Becoming really good friends takes time, and you'll get to see who's really a friend worth keeping too.

12 Name: Anonymous : 2008-09-08 21:21 ID:sEQRsDEG

>>8
Pretty much no clubs of anything relevant to my interests. Shitsux.

One or two people try to approach me and hang out with my sometimes, but they are complete fuckups basically actively disliked by everyone, where I'm at a point where I'm basically not cared about/ignored by everyone. I feel that if I try to be outgoing and talk to people like that people will think I'm an annoying faggot.

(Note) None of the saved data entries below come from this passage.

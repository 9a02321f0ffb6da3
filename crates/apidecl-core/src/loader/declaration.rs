//! Declaration documents
//!
//! A declaration file is read field by field into [`Declaration`] and then
//! applied to a registry through its public `add*` entry points.

use crate::error::DeclarationError;
use crate::registry::{
    Callback, Example, Header, Info, Link, Operation, Parameter, Registry, RequestBody, Response,
    SecurityRequirement, SecurityScheme, Server, Tag,
};
use crate::schema::Schema;
use indexmap::IndexMap;
use serde::Deserialize;

/// One declaration file
#[derive(Debug, Clone, Default, Deserialize)]
#[serde(deny_unknown_fields)]
pub struct Declaration {
    #[serde(default)]
    pub info: Option<Info>,
    #[serde(default)]
    pub servers: Vec<Server>,
    #[serde(default)]
    pub tags: Vec<Tag>,
    #[serde(default)]
    pub components: Components,
    #[serde(default)]
    pub security: Vec<SecurityRequirement>,
    #[serde(default)]
    pub operations: Vec<Operation>,
}

/// Named components of a declaration file
#[derive(Debug, Clone, Default, Deserialize)]
#[serde(default, deny_unknown_fields)]
pub struct Components {
    pub schemas: IndexMap<String, Schema>,
    pub parameters: IndexMap<String, Parameter>,
    pub request_bodies: IndexMap<String, RequestBody>,
    pub responses: IndexMap<String, Response>,
    pub headers: IndexMap<String, Header>,
    pub examples: IndexMap<String, Example>,
    pub links: IndexMap<String, Link>,
    pub callbacks: IndexMap<String, Callback>,
    pub security_schemes: IndexMap<String, SecurityScheme>,
}

impl Declaration {
    /// Register everything this declaration holds.
    ///
    /// Names already in the registry are replaced.
    pub fn apply(self, registry: &mut Registry) -> Result<(), DeclarationError> {
        if let Some(info) = self.info {
            registry.set_info(info);
        }
        for server in self.servers {
            registry.add_server(server);
        }
        for tag in self.tags {
            registry.add_tag(tag);
        }

        let components = self.components;
        for (name, schema) in components.schemas {
            registry.add(name, schema)?;
        }
        for (name, parameter) in components.parameters {
            registry.add(name, parameter)?;
        }
        for (name, body) in components.request_bodies {
            registry.add(name, body)?;
        }
        for (name, response) in components.responses {
            registry.add(name, response)?;
        }
        for (name, header) in components.headers {
            registry.add(name, header)?;
        }
        for (name, example) in components.examples {
            registry.add(name, example)?;
        }
        for (name, link) in components.links {
            registry.add(name, link)?;
        }
        for (name, callback) in components.callbacks {
            registry.add(name, callback)?;
        }
        for (name, scheme) in components.security_schemes {
            registry.add(name, scheme)?;
        }

        for requirement in self.security {
            registry.add_security_requirement(requirement);
        }
        for operation in self.operations {
            registry.add_operation(operation);
        }
        Ok(())
    }
}

#[cfg(test)]
mod tests {
    use super::*;
    use serde_json::json;

    #[test]
    fn test_apply_populates_registry() {
        let declaration: Declaration = serde_json::from_value(json!({
            "info": { "title": "Pets", "version": "2.1.0" },
            "components": {
                "schemas": { "Pet": { "type": "object", "properties": { "name": "string" } } },
                "security_schemes": { "token": { "type": "http", "scheme": "bearer" } }
            },
            "security": [ { "token": [] } ],
            "operations": [ { "method": "get", "path": "/pets", "responses": { "200": { "description": "OK" } } } ]
        }))
        .unwrap();

        let mut registry = Registry::new();
        declaration.apply(&mut registry).unwrap();

        assert_eq!(registry.info().title, "Pets");
        assert!(registry.contains::<Schema>("Pet"));
        assert!(registry.contains::<SecurityScheme>("token"));
        assert_eq!(registry.operations().len(), 1);
        assert!(registry.check_references().is_ok());
    }

    #[test]
    fn test_blank_component_name() {
        let declaration: Declaration = serde_json::from_value(json!({
            "components": { "schemas": { "": "string" } }
        }))
        .unwrap();
        let err = declaration.apply(&mut Registry::new()).unwrap_err();
        assert!(matches!(err, DeclarationError::BlankName { .. }));
    }

    #[test]
    fn test_unknown_sections_are_rejected() {
        let result = serde_json::from_value::<Declaration>(json!({ "paths": {} }));
        assert!(result.is_err());
    }
}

13 Name: Anonymous : 2008-09-09 01:51 ID:ixnQab6S

>>12
It seems like you're disliked by everyone as well. Except the people that actually try and talk to you. You complain about not having friends when there are people that actively express interest in talking to you and hanging out with you? It seems like you're being picky and just as bad as the people that you say dislike you.

I realize that the people that try to talk to you may not be your ideal companions, but right now it seems the only choices you have are to become friends with them, be alone, or be that guy that people find annoying. You choose. Perhaps since there are annoying people that bother you, you can understand the situation of the people you try and converse with.

This thread has been closed. You cannot post in this thread any longer.